Press ESC to close

Museum Kretek, Situs Sejarah Budaya Kudus

Sejarah kretek selalu melekat dan indentik pada Kota Kudus. Didasari ungkapan rasa dan kepedulian akan keberlanjutan produk budaya itulah, maka Museum Kretek di Kudus dibangun. Tepatnya pada tanggal 3 Oktober 1986. Diprakarsai oleh Gubernur Jawa Tengah pada masa itu, Soepardjo Roestam.
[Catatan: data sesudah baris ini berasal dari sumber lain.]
//! Smoke Screen Unit tests for the CDT request core components
//!
//! These test are unit tests that span the codebase, testing behavior in
//! isolation from integration scenarios. These are intended as smoke-screen
//! and generally test the happy-path.
//!
#![allow(unused_imports)]

use neocdt::actor::{self, Actor, AuditStamp, Role};
use neocdt::error::{PermissionError, ValidationError};
use neocdt::interest::{self, InterestBasis};
use neocdt::request::{
    check_amount, CdtRequest, Product, RequestDraft, RequestStatus, TermMonths, TimeStamp,
    MAX_AMOUNT, MIN_AMOUNT,
};
use neocdt::utils::{format_cop, new_uuid_to_bech32};

// UTILS MODULE TESTS
#[cfg(test)]
mod utils_tests {
    use super::*;

    /// Test that new_uuid_to_bech32 generates valid bech32-encoded strings
    /// with the correct human-readable prefix
    #[test]
    fn generates_valid_bech32_with_hrp() {
        let result = new_uuid_to_bech32("cdt");
        assert!(result.is_ok());

        let encoded = result.unwrap();
        assert!(encoded.starts_with("cdt1"));
        assert!(encoded.len() > 10); // UUID should produce substantial output
    }

    /// Test that the function handles empty strings appropriately
    #[test]
    fn handles_empty_hrp() {
        // Empty string should fail
        let result = new_uuid_to_bech32("");
        assert!(result.is_err());
    }

    /// Test that multiple calls generate unique identifiers
    #[test]
    fn generates_unique_ids() {
        let id1 = new_uuid_to_bech32("cdt").unwrap();
        let id2 = new_uuid_to_bech32("cdt").unwrap();
        let id3 = new_uuid_to_bech32("cdt").unwrap();

        assert_ne!(id1, id2);
        assert_ne!(id2, id3);
        assert_ne!(id1, id3);
    }

    /// Test COP rendering with dot grouping and the dash default for
    /// records that never carried derived fields
    #[test]
    fn renders_cop_amounts() {
        assert_eq!(format_cop(Some(11_250_000)), "$ 11.250.000");
        assert_eq!(format_cop(None), "—");
    }
}

// TERM / RATE TABLE TESTS
#[cfg(test)]
mod term_tests {
    use super::*;

    /// Every term in the menu maps to exactly one rate
    #[test]
    fn rate_table_matches_product_sheet() {
        assert_eq!(TermMonths::M6.annual_rate_bps(), 1_100);
        assert_eq!(TermMonths::M12.annual_rate_bps(), 1_250);
        assert_eq!(TermMonths::M18.annual_rate_bps(), 1_280);
        assert_eq!(TermMonths::M24.annual_rate_bps(), 1_320);
    }

    #[test]
    fn from_months_accepts_only_the_menu() {
        assert_eq!(TermMonths::from_months(6).unwrap(), TermMonths::M6);
        assert_eq!(TermMonths::from_months(24).unwrap(), TermMonths::M24);

        let err = TermMonths::from_months(9).unwrap_err();
        assert_eq!(err, ValidationError::TermNotAllowed(9));
        assert_eq!(err.to_string(), "9 months is not an allowed term");
    }

    #[test]
    fn displays_in_months() {
        assert_eq!(TermMonths::M18.to_string(), "18 meses");
    }
}

// STATUS TESTS
#[cfg(test)]
mod status_tests {
    use super::*;

    /// Canonical names are the uppercase Spanish constants
    #[test]
    fn canonical_names() {
        assert_eq!(RequestStatus::Draft.as_str(), "BORRADOR");
        assert_eq!(RequestStatus::InValidation.as_str(), "EN_VALIDACION");
        assert_eq!(RequestStatus::Approved.as_str(), "APROBADA");
        assert_eq!(RequestStatus::Rejected.as_str(), "RECHAZADA");
        assert_eq!(RequestStatus::Cancelled.as_str(), "CANCELADA");
    }

    /// Both vocabularies normalize into the same enum
    #[test]
    fn legacy_vocabulary_is_accepted() {
        for (spelling, expected) in [
            ("Borrador", RequestStatus::Draft),
            ("En Validación", RequestStatus::InValidation),
            ("En Validacion", RequestStatus::InValidation),
            ("Aprobado", RequestStatus::Approved),
            ("Rechazado", RequestStatus::Rejected),
            ("Cancelado", RequestStatus::Cancelled),
        ] {
            assert_eq!(spelling.parse::<RequestStatus>().unwrap(), expected);
        }
    }

    #[test]
    fn unknown_spelling_names_itself_in_the_error() {
        let err = "Pendiente".parse::<RequestStatus>().unwrap_err();
        assert_eq!(err, ValidationError::UnknownStatus("Pendiente".to_string()));
        assert!(err.to_string().contains("Pendiente"));
    }

    #[test]
    fn lifecycle_gates() {
        assert!(RequestStatus::Draft.client_editable());
        assert!(RequestStatus::InValidation.client_editable());
        assert!(!RequestStatus::Approved.client_editable());

        assert!(RequestStatus::Draft.client_deletable());
        assert!(!RequestStatus::InValidation.client_deletable());

        assert!(!RequestStatus::Draft.is_terminal());
        assert!(!RequestStatus::InValidation.is_terminal());
        assert!(RequestStatus::Approved.is_terminal());
        assert!(RequestStatus::Rejected.is_terminal());
        assert!(RequestStatus::Cancelled.is_terminal());
    }
}

// INTEREST CALCULATOR TESTS
#[cfg(test)]
mod interest_tests {
    use super::*;

    /// The worked example from the product sheet: 10,000,000 COP, 12
    /// months at 12.5% simple proportional
    #[test]
    fn simple_proportional_round_trip() {
        let p = interest::project(10_000_000, 1_250, TermMonths::M12, InterestBasis::Simple);
        assert_eq!(p.estimated_interest, 1_250_000);
        assert_eq!(p.maturity_value, 11_250_000);
    }

    #[test]
    fn simple_partial_years() {
        // 1,000,000 * 0.11 * 6/12
        let p = interest::project(1_000_000, 1_100, TermMonths::M6, InterestBasis::Simple);
        assert_eq!(p.estimated_interest, 55_000);

        // 1,000,000 * 0.128 * 18/12
        let p = interest::project(1_000_000, 1_280, TermMonths::M18, InterestBasis::Simple);
        assert_eq!(p.estimated_interest, 192_000);
    }

    /// Over exactly one year the E.A. compounding collapses to the flat
    /// rate, so both variants agree
    #[test]
    fn bases_agree_on_a_full_year() {
        let simple = interest::project(10_000_000, 1_250, TermMonths::M12, InterestBasis::Simple);
        let compound = interest::project(
            10_000_000,
            1_250,
            TermMonths::M12,
            InterestBasis::CompoundEffective,
        );
        assert_eq!(simple, compound);
    }

    #[test]
    fn outputs_are_whole_pesos() {
        // an amount picked so the raw product is fractional
        let p = interest::project(333_333, 1_100, TermMonths::M6, InterestBasis::CompoundEffective);
        assert_eq!(p.maturity_value, 333_333 + p.estimated_interest);
    }
}

// DRAFT VALIDATION TESTS
#[cfg(test)]
mod validation_tests {
    use super::*;

    fn full_draft() -> RequestDraft {
        RequestDraft::new()
            .set_product(Product::Tradicional)
            .set_amount(10_000_000)
            .set_term(TermMonths::M12)
    }

    #[test]
    fn valid_draft_derives_the_rate() {
        let actor = Actor::client("u1", "Carolina");
        let valid = full_draft().validate(&actor).unwrap();

        assert_eq!(valid.amount, 10_000_000);
        assert_eq!(valid.term, TermMonths::M12);
        assert_eq!(valid.annual_rate_bps, 1_250);
    }

    /// Rules fire in order and stop at the first failure
    #[test]
    fn checks_short_circuit_in_order() {
        let anon = Actor::client("", "");
        // an otherwise empty draft still reports authentication first
        assert_eq!(
            RequestDraft::new().validate(&anon).unwrap_err(),
            ValidationError::NotAuthenticated
        );

        let actor = Actor::client("u1", "Carolina");
        assert_eq!(
            RequestDraft::new().validate(&actor).unwrap_err(),
            ValidationError::ProductRequired
        );

        // amount is checked before the missing term is noticed
        let no_term = RequestDraft::new()
            .set_product(Product::Tradicional)
            .set_amount(100);
        assert_eq!(
            no_term.validate(&actor).unwrap_err(),
            ValidationError::AmountOutOfRange
        );

        let no_term = RequestDraft::new()
            .set_product(Product::Tradicional)
            .set_amount(10_000_000);
        assert_eq!(
            no_term.validate(&actor).unwrap_err(),
            ValidationError::TermRequired
        );
    }

    #[test]
    fn boundary_amounts() {
        let actor = Actor::client("u1", "Carolina");

        for amount in [MIN_AMOUNT, MAX_AMOUNT] {
            assert!(full_draft().set_amount(amount).validate(&actor).is_ok());
        }
        for amount in [0, MIN_AMOUNT - 1, MAX_AMOUNT + 1] {
            assert_eq!(
                full_draft().set_amount(amount).validate(&actor).unwrap_err(),
                ValidationError::AmountOutOfRange
            );
        }
    }

    /// Admins skip the floor but keep the ceiling
    #[test]
    fn admin_amount_rule() {
        assert!(check_amount(100, Role::Admin).is_ok());
        assert!(check_amount(MIN_AMOUNT - 1, Role::Admin).is_ok());
        assert_eq!(
            check_amount(0, Role::Admin).unwrap_err(),
            ValidationError::AmountNotPositive
        );
        assert_eq!(
            check_amount(MAX_AMOUNT + 1, Role::Admin).unwrap_err(),
            ValidationError::AmountAboveCeiling
        );
    }
}

// AUTHORIZATION POLICY TESTS
#[cfg(test)]
mod policy_tests {
    use super::*;

    fn request_with(owner: &str, status: RequestStatus) -> CdtRequest {
        let now = TimeStamp::new();
        CdtRequest {
            id: "cdt1test".to_string(),
            owner_id: owner.to_string(),
            product: Product::Tradicional,
            amount: 1_000_000,
            term: TermMonths::M6,
            annual_rate_bps: 1_100,
            status,
            estimated_interest: None,
            maturity_value: None,
            created_at: now.clone(),
            updated_at: now,
            audit: None,
        }
    }

    #[test]
    fn owner_edits_only_while_editable() {
        let owner = Actor::client("u1", "Carolina");

        assert!(actor::authorize_edit(&owner, &request_with("u1", RequestStatus::Draft)).is_ok());
        assert!(
            actor::authorize_edit(&owner, &request_with("u1", RequestStatus::InValidation))
                .is_ok()
        );
        assert_eq!(
            actor::authorize_edit(&owner, &request_with("u1", RequestStatus::Rejected))
                .unwrap_err(),
            PermissionError::EditLocked(RequestStatus::Rejected)
        );
    }

    #[test]
    fn admin_bypasses_every_gate() {
        let admin = Actor::admin("a1", "Mesa de Control");
        for status in RequestStatus::ALL {
            assert!(actor::authorize_edit(&admin, &request_with("u1", status)).is_ok());
            assert!(actor::authorize_delete(&admin, &request_with("u1", status)).is_ok());
        }
    }

    #[test]
    fn ownership_is_checked_before_status() {
        let stranger = Actor::client("u2", "Mallory");
        assert_eq!(
            actor::authorize_edit(&stranger, &request_with("u1", RequestStatus::Draft))
                .unwrap_err(),
            PermissionError::NotOwner
        );
    }

    #[test]
    fn audit_stamp_only_for_admins() {
        let owner = Actor::client("u1", "Carolina");
        let admin = Actor::admin("a1", "Mesa de Control");

        assert!(AuditStamp::of(&owner).is_none());
        let stamp = AuditStamp::of(&admin).unwrap();
        assert_eq!(stamp.admin_id, "a1");
        assert_eq!(stamp.admin_name, "Mesa de Control");
    }
}

// DOCUMENT ENCODING TESTS
#[cfg(test)]
mod encoding_tests {
    use super::*;

    /// A full request document survives the wire codec
    #[test]
    fn request_cbor_roundtrip() {
        let now = TimeStamp::new();
        let original = CdtRequest {
            id: "cdt1example".to_string(),
            owner_id: "u1".to_string(),
            product: Product::Tradicional,
            amount: 10_000_000,
            term: TermMonths::M12,
            annual_rate_bps: 1_250,
            status: RequestStatus::InValidation,
            estimated_interest: Some(1_250_000),
            maturity_value: Some(11_250_000),
            created_at: now.clone(),
            updated_at: now,
            audit: Some(AuditStamp {
                admin_id: "a1".to_string(),
                admin_name: "Mesa de Control".to_string(),
            }),
        };

        let encoded = minicbor::to_vec(&original).unwrap();
        let decoded: CdtRequest = minicbor::decode(&encoded).unwrap();

        assert_eq!(original, decoded);
    }
}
Dari dahulu hingga sekarang, kretek telah membantu perekonomian dan pembangunan Kudus. Bahkan, lebih luasnya lagi bagi negara Indonesia yang nilainya tidak sedikit. Kelangsungan ekonomi masyarakat dari sektor kretek menyimpan beragam kronik sejarah yang layak diabadikan sebagai suatu kebanggan. Bahkan, jauh sebelum kretek diproduksi secara industrial. Produk kretek menjadi ikon kota di Jawa Tengah tersebut, menjadi simbol perekat sosial antar lapisan masyarakat.

Tidaklah berlebihan jika kemudian, salah satu simbol identitas bangsa ini harus dilestarikan sebagai satu ungkapan mendalam atas rasa terimakasih dan kepedulian masyarakat terhadap produk budaya yang telah memberi nilai kehidupan dari masa ke masa.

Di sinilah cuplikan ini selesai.